Estaria em posição de identificar-se perfeitamente? ____Áulus abanou levemente a cabeça e considerou: ____- Nas
condições em que se encontra, o cometimento não seria viável. Estamos
abordando apenas um problema de caridade,
que se reveste, porém, da mais elevada importância para a vida em si. Na
hipótese de efetivarmos o tentame, conseguiríamos tão-somente
infrutuosa inquirição, endereçada a um alienado_mental, que, por algum tempo, ainda se mostrará lesado em
expressivos centros do raciocínio. Trazendo consigo a herança de uma
existência desequilibrada e fortemente atraída para a mulher que o ama e
de quem se fez desabrido perseguidor, a nada aspira, por agora, senão à
vida parasitária, junto à irmã, de cujas energias se alimenta.
Envolve-a em fluidos, enfermiços e nela se apóia, assim com a trepadeira
que se alastra e prolifera sobre um muro...Somando tudo isso ao choque
oriundo da morte, não temos o direito de esperar dele uma experiência
completa de identificação pessoal. ____Enquanto isso, Libório prosseguia, alucinado: ____-Quem
poderá suportar esta situação?

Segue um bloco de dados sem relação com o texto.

//! Built-in sample events.
//!
//! There is no event backend yet; every listing is served from this data.

use chrono::{NaiveDate, NaiveTime};

use crate::error::{EventEaseError, EventEaseResult};
use crate::event::{CustomField, Event, EventStatus, FieldType};
use crate::user::User;

/// Ids of the sample events shown on every organizer's dashboard.
const DASHBOARD_EVENT_IDS: &[&str] = &["1", "2"];

#[allow(clippy::too_many_arguments)]
fn event(
    id: &str,
    title: &str,
    description: &str,
    (year, month, day): (i32, u32, u32),
    (hour, minute): (u32, u32),
    location: &str,
    attendees: u32,
    max_attendees: u32,
    category: &str,
    organizer: &str,
) -> Event {
    Event {
        id: id.to_string(),
        title: title.to_string(),
        description: description.to_string(),
        date: NaiveDate::from_ymd_opt(year, month, day).unwrap_or_default(),
        time: NaiveTime::from_hms_opt(hour, minute, 0).unwrap_or_default(),
        location: location.to_string(),
        attendees,
        max_attendees: Some(max_attendees),
        category: Some(category.to_string()),
        organizer: organizer.to_string(),
        status: EventStatus::Active,
        custom_fields: Vec::new(),
    }
}

fn optional_text(label: &str) -> CustomField {
    CustomField {
        label: label.to_string(),
        field_type: FieldType::Text,
        required: false,
    }
}

/// All sample events, in their natural listing order.
pub fn events() -> Vec<Event> {
    let mut conference = event(
        "1",
        "Tech Conference 2024",
        "Join us for the biggest tech conference of the year featuring industry leaders and cutting-edge innovations.",
        (2024, 12, 15),
        (9, 0),
        "Convention Center, Downtown",
        45,
        100,
        "Technology",
        "Tech Events Inc.",
    );
    conference.custom_fields = vec![
        optional_text("Company"),
        optional_text("Job Title"),
        optional_text("Dietary Restrictions"),
    ];

    vec![
        conference,
        event(
            "2",
            "Team Building Workshop",
            "Enhance team collaboration and communication through interactive workshops and activities.",
            (2024, 12, 20),
            (14, 0),
            "Office HQ, Business District",
            12,
            25,
            "Business",
            "People Ops",
        ),
        event(
            "3",
            "Art Exhibition Opening",
            "Experience the latest contemporary art from local and international artists.",
            (2024, 12, 25),
            (18, 0),
            "Modern Art Gallery",
            78,
            150,
            "Arts",
            "Modern Art Gallery",
        ),
        event(
            "4",
            "Fitness Bootcamp",
            "Get fit with our intensive fitness bootcamp designed for all skill levels.",
            (2024, 12, 30),
            (7, 0),
            "Central Park",
            35,
            50,
            "Fitness",
            "City Fitness Club",
        ),
    ]
}

pub fn find(id: &str) -> EventEaseResult<Event> {
    events()
        .into_iter()
        .find(|e| e.id == id)
        .ok_or_else(|| EventEaseError::EventNotFound(id.to_string()))
}

/// Events managed by `user` on the dashboard.
///
/// Sample data has no real ownership, so every organizer is shown the same
/// events under their own name.
pub fn owned_events(user: &User) -> Vec<Event> {
    events()
        .into_iter()
        .filter(|e| DASHBOARD_EVENT_IDS.contains(&e.id.as_str()))
        .map(|mut e| {
            e.organizer = user.name.clone();
            e
        })
        .collect()
}

#[cfg(test)]
mod tests {
    use super::*;
    use crate::user::UserRole;
    use chrono::Utc;

    #[test]
    fn sample_ids_are_unique() {
        let events = events();
        let mut ids: Vec<_> = events.iter().map(|e| e.id.clone()).collect();
        ids.sort();
        ids.dedup();
        assert_eq!(ids.len(), events.len());
    }

    #[test]
    fn sample_attendance_within_capacity() {
        assert!(events()
            .iter()
            .all(|e| e.max_attendees.is_some_and(|max| e.attendees <= max)));
    }

    #[test]
    fn find_by_id() {
        assert_eq!(find("3").unwrap().title, "Art Exhibition Opening");
        assert!(matches!(find("99"), Err(EventEaseError::EventNotFound(_))));
    }

    #[test]
    fn owned_events_take_user_name() {
        let user = User {
            id: "1".to_string(),
            email: "alice@example.com".to_string(),
            name: "alice".to_string(),
            role: UserRole::EventOwner,
            created_at: Utc::now(),
        };

        let owned = owned_events(&user);
        assert_eq!(owned.len(), 2);
        assert!(owned.iter().all(|e| e.organizer == "alice"));
    }
}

Alguém me hipnotiza? Quem me fiscaliza
o pensamento? Valerá restituir-me a visão, manietando-me os braços? ____Fixando-0 com simpatia fraterna, o Assistente informou-nos: ____-Queixa-se
ele do controle a que é submetido pela vontade cuidadosa de Eugênia. ____Ruminando as indagações que nos esfervilhavam na alma, Hilário
objetou: ____-Consciente
a médium, qual se encontra, e ouvindo as frases do comunicante, que lhe
utiliza a boca assim vigiado por ela, é possível que Dona Eugênia
seja assaltada por grandes dúvidas... Não poderá ser induzida a admitir
que as palavras proferidas pertençam a ela mesma? Não sofrerá vacilações? ____- Isso
é possível – concordou o assistente -; no entanto, nossa irmã está
habilitada a perceber que as comoções e as palavras desta hora não lhe
dizem respeito. ____-Mas...
e se a dúvida a invadisse? – insistiu meu colega. ____-Então
– disse Áulus, cortês -, emitiria da própria mente positiva
recusa, expulsando o comunicante e anulando preciosa oportunidade de serviço.
A dúvida, nesse caso, seria congelante faixa de forças negativas... ____Todavia, porque Raul Silva iniciara a conversação com o hóspede
revoltado, o orientador amigo convidou-nos a melhor observar.